### Data section
====

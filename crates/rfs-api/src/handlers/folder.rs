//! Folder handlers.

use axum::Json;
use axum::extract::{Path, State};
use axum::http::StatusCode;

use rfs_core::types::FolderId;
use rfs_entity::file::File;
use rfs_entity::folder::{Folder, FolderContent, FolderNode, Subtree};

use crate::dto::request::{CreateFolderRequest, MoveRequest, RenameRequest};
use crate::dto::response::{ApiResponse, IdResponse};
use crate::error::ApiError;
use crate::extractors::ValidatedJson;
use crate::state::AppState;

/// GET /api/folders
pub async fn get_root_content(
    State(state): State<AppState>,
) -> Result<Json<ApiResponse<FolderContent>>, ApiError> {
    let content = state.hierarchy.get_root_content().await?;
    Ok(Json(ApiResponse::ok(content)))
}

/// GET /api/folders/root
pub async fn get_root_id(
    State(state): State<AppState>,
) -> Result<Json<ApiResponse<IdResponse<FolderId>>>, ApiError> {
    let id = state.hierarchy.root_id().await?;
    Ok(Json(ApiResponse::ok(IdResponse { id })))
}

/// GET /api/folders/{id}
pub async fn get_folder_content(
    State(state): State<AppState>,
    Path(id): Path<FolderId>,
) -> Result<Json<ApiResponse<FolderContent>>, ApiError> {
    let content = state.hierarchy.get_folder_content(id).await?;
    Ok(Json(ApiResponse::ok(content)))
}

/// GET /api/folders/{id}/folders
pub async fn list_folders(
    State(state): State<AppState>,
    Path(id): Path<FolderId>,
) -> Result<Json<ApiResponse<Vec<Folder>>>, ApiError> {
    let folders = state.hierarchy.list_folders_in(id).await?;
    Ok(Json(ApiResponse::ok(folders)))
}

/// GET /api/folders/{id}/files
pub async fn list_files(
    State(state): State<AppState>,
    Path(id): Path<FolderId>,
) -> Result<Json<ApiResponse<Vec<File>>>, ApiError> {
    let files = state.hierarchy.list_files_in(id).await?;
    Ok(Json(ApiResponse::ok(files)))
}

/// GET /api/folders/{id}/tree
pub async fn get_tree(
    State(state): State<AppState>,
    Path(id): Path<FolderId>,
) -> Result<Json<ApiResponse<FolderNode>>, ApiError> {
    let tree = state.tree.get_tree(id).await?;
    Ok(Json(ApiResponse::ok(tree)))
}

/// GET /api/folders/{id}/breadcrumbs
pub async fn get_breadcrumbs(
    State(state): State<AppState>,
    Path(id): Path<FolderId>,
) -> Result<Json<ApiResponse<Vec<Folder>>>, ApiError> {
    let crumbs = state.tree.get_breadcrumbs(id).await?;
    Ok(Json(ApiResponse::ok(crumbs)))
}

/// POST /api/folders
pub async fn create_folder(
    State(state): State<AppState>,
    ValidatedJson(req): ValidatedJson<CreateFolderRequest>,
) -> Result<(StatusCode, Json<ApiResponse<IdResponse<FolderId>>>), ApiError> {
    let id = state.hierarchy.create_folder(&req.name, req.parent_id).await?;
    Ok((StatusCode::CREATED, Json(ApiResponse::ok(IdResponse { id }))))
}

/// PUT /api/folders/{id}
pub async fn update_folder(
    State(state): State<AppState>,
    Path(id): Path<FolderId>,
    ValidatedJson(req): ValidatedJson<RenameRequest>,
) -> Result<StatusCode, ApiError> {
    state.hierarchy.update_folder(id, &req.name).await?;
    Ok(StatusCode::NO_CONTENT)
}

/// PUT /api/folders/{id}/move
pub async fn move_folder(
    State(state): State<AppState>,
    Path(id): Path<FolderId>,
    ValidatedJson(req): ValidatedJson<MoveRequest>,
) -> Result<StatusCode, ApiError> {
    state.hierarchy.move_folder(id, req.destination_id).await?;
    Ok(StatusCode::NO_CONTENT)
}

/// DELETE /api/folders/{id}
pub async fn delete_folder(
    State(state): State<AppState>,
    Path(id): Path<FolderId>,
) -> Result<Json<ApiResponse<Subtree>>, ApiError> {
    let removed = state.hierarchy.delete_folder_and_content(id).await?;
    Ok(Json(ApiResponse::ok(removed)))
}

====

### Exercise description
Find the lines that mention "IdResponse" in the entries and show them.

### Answer for the task
use crate::dto::response::{ApiResponse, IdResponse};
) -> Result<Json<ApiResponse<IdResponse<FolderId>>>, ApiError> {
    Ok(Json(ApiResponse::ok(IdResponse { id })))
) -> Result<(StatusCode, Json<ApiResponse<IdResponse<FolderId>>>), ApiError> {
    Ok((StatusCode::CREATED, Json(ApiResponse::ok(IdResponse { id }))))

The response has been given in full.